The parent company was founded in New York City by Cyrus L.W. Eidlitz in 1885. In 1900 he added partner Andrew C. McKenzie and when Eidlitz left the firm in 1910 he was replaced by Stephen F. Voorhees (1878–1965) and Paul Gmelin. Following McKenzie's death in 1926 Ralph Walker, who had been employed for several years with the company, was added as a partner and the name was changed to Voorhees, Gmelin and Walker. In 1938, reflecting new changes in the partnership, the name was changed to Voorhees, Walker, Foley and Smith, and in 1955 to Voorhes, Walker, Smith and Smith. Mr. Voorhees held a senior partner position until January 1959, when he became a consultant. Following Perry Coke Smith's retirement in 1968, the firm's name was changed to Haines Lundberg Waehler, and in its current form is known today as HLW.
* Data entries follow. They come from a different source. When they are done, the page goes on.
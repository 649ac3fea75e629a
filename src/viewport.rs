//! View transform for the canvas.
//!
//! Nodes, sockets and connections live in **world space**. The render surface
//! works in **screen space** (logical pixels). [`ViewTransform`] maps between
//! the two with a uniform zoom and a translation:
//!
//! ```text
//! screen = world * zoom + pan
//! world  = (screen - pan) / zoom
//! ```

use std::ops::{Add, AddAssign, Mul, Neg, Sub};

/// A 2D point or vector. Used for both world and screen coordinates.
#[derive(Debug, Clone, Copy, Default, PartialEq)]
pub struct Point {
    pub x: f32,
    pub y: f32,
}

impl Point {
    pub const ZERO: Point = Point { x: 0.0, y: 0.0 };

    pub const fn new(x: f32, y: f32) -> Self {
        Self { x, y }
    }

    /// Squared euclidean distance to `other`.
    pub fn distance_sq(self, other: Point) -> f32 {
        let dx = self.x - other.x;
        let dy = self.y - other.y;
        dx * dx + dy * dy
    }

    pub fn distance(self, other: Point) -> f32 {
        self.distance_sq(other).sqrt()
    }
}

impl From<(f32, f32)> for Point {
    fn from((x, y): (f32, f32)) -> Self {
        Self { x, y }
    }
}

impl From<Point> for (f32, f32) {
    fn from(p: Point) -> Self {
        (p.x, p.y)
    }
}

impl Add for Point {
    type Output = Point;
    fn add(self, rhs: Point) -> Point {
        Point::new(self.x + rhs.x, self.y + rhs.y)
    }
}

impl AddAssign for Point {
    fn add_assign(&mut self, rhs: Point) {
        self.x += rhs.x;
        self.y += rhs.y;
    }
}

impl Sub for Point {
    type Output = Point;
    fn sub(self, rhs: Point) -> Point {
        Point::new(self.x - rhs.x, self.y - rhs.y)
    }
}

impl Mul<f32> for Point {
    type Output = Point;
    fn mul(self, rhs: f32) -> Point {
        Point::new(self.x * rhs, self.y * rhs)
    }
}

impl Neg for Point {
    type Output = Point;
    fn neg(self) -> Point {
        Point::new(-self.x, -self.y)
    }
}

/// Axis-aligned rectangle (x, y is the top-left corner).
#[derive(Debug, Clone, Copy, Default, PartialEq)]
pub struct Rect {
    pub x: f32,
    pub y: f32,
    pub width: f32,
    pub height: f32,
}

impl Rect {
    pub const fn new(x: f32, y: f32, width: f32, height: f32) -> Self {
        Self { x, y, width, height }
    }

    /// Build a normalized rect from two arbitrary corners.
    pub fn from_corners(a: Point, b: Point) -> Self {
        Self {
            x: a.x.min(b.x),
            y: a.y.min(b.y),
            width: (a.x - b.x).abs(),
            height: (a.y - b.y).abs(),
        }
    }

    /// Inclusive containment test.
    pub fn contains(&self, p: Point) -> bool {
        p.x >= self.x && p.x <= self.x + self.width && p.y >= self.y && p.y <= self.y + self.height
    }

    pub fn center(&self) -> Point {
        Point::new(self.x + self.width * 0.5, self.y + self.height * 0.5)
    }

    /// True if the two rects overlap or touch.
    pub fn intersects(&self, other: &Rect) -> bool {
        self.x <= other.x + other.width
            && other.x <= self.x + self.width
            && self.y <= other.y + other.height
            && other.y <= self.y + self.height
    }
}

/// Multiplicative zoom applied per wheel notch.
pub const DEFAULT_ZOOM_STEP: f32 = 1.15;

/// Uniform-scale + translation map from world space to screen space.
#[derive(Debug, Clone, Copy, PartialEq)]
pub struct ViewTransform {
    zoom: f32,
    pan: Point,
}

impl Default for ViewTransform {
    fn default() -> Self {
        Self::identity()
    }
}

impl ViewTransform {
    /// Zoom 1, no translation.
    pub const fn identity() -> Self {
        Self { zoom: 1.0, pan: Point::ZERO }
    }

    /// Construct from explicit values. A non-positive or non-finite zoom
    /// falls back to 1.0.
    pub fn new(zoom: f32, pan: Point) -> Self {
        let zoom = if zoom.is_finite() && zoom > 0.0 { zoom } else { 1.0 };
        Self { zoom, pan }
    }

    pub fn zoom(&self) -> f32 {
        self.zoom
    }

    pub fn pan(&self) -> Point {
        self.pan
    }

    /// World → screen.
    pub fn to_screen(&self, world: Point) -> Point {
        world * self.zoom + self.pan
    }

    /// Screen → world (the inverse transform).
    pub fn to_world(&self, screen: Point) -> Point {
        (screen - self.pan) * (1.0 / self.zoom)
    }

    /// Convert a screen-space length to world units.
    pub fn to_world_length(&self, screen_len: f32) -> f32 {
        screen_len / self.zoom
    }

    /// Translate the view by a screen-space delta.
    pub fn pan_by(&mut self, screen_delta: Point) {
        self.pan += screen_delta;
    }

    /// Zoom around the screen point `anchor` so the world point under it does
    /// not move.
    ///
    /// `wheel_delta > 0` zooms in by `step`, anything else zooms out by
    /// `1 / step`. The resulting zoom is clamped to `[min_zoom, max_zoom]`.
    /// Returns `false` (and leaves the transform untouched) when the clamped
    /// zoom equals the current one.
    pub fn zoom_at(
        &mut self,
        anchor: Point,
        wheel_delta: f32,
        step: f32,
        min_zoom: f32,
        max_zoom: f32,
    ) -> bool {
        let factor = if wheel_delta > 0.0 { step } else { 1.0 / step };
        let new_zoom = (self.zoom * factor).clamp(min_zoom, max_zoom);
        if new_zoom == self.zoom {
            return false;
        }

        let world_before = self.to_world(anchor);
        self.zoom = new_zoom;
        let world_after = self.to_world(anchor);

        // Shift so that `anchor` maps back onto `world_before`.
        self.pan += (world_after - world_before) * self.zoom;
        true
    }

    /// Back to zoom 1 with no translation.
    pub fn reset(&mut self) {
        *self = Self::identity();
    }

    /// World-space rectangle covered by a viewport of the given screen size.
    pub fn visible_world_rect(&self, width: f32, height: f32) -> Rect {
        let top_left = self.to_world(Point::ZERO);
        Rect::new(
            top_left.x,
            top_left.y,
            self.to_world_length(width),
            self.to_world_length(height),
        )
    }

    /// World point at the centre of a viewport of the given screen size.
    pub fn world_center(&self, width: f32, height: f32) -> Point {
        self.to_world(Point::new(width * 0.5, height * 0.5))
    }
}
The firm was well known for its Art Deco buildings.

==Notable commissions==
The following are all in New York City unless otherwise noted:
- Justice Court Building, Glen Cove, New York
- Barclay–Vesey Building, 1920–1926
- 340 West 55th Street, originally the National Bible Institute School and Dormitory, 1922-1924
- New Jersey Bell Headquarters Building, Newark, New Jersey, 1929
- Times Square Building, Rochester, New York, 1929
- Salvation Army Headquarters, 120–130 West 14th Street (1929–1930)
- 60 Hudson Street, 1930
- 400 First Avenue, originally the Institute for the Crippled and Disabled, 1930
- 101 Willoughby Street, 1931
- 1 Wall Street (Irving Trust Company Building) 1932
- 32 Avenue of the Americas, 1932
- Bloomingdale's Fresh Meadows, Queens, opened 1949, closed 1991
- The Grace Rainey Rogers Auditorium inside The Metropolitan Museum of Art, 1954
- Chesapeake and Potomac Telephone Company Building, Washington, D.C.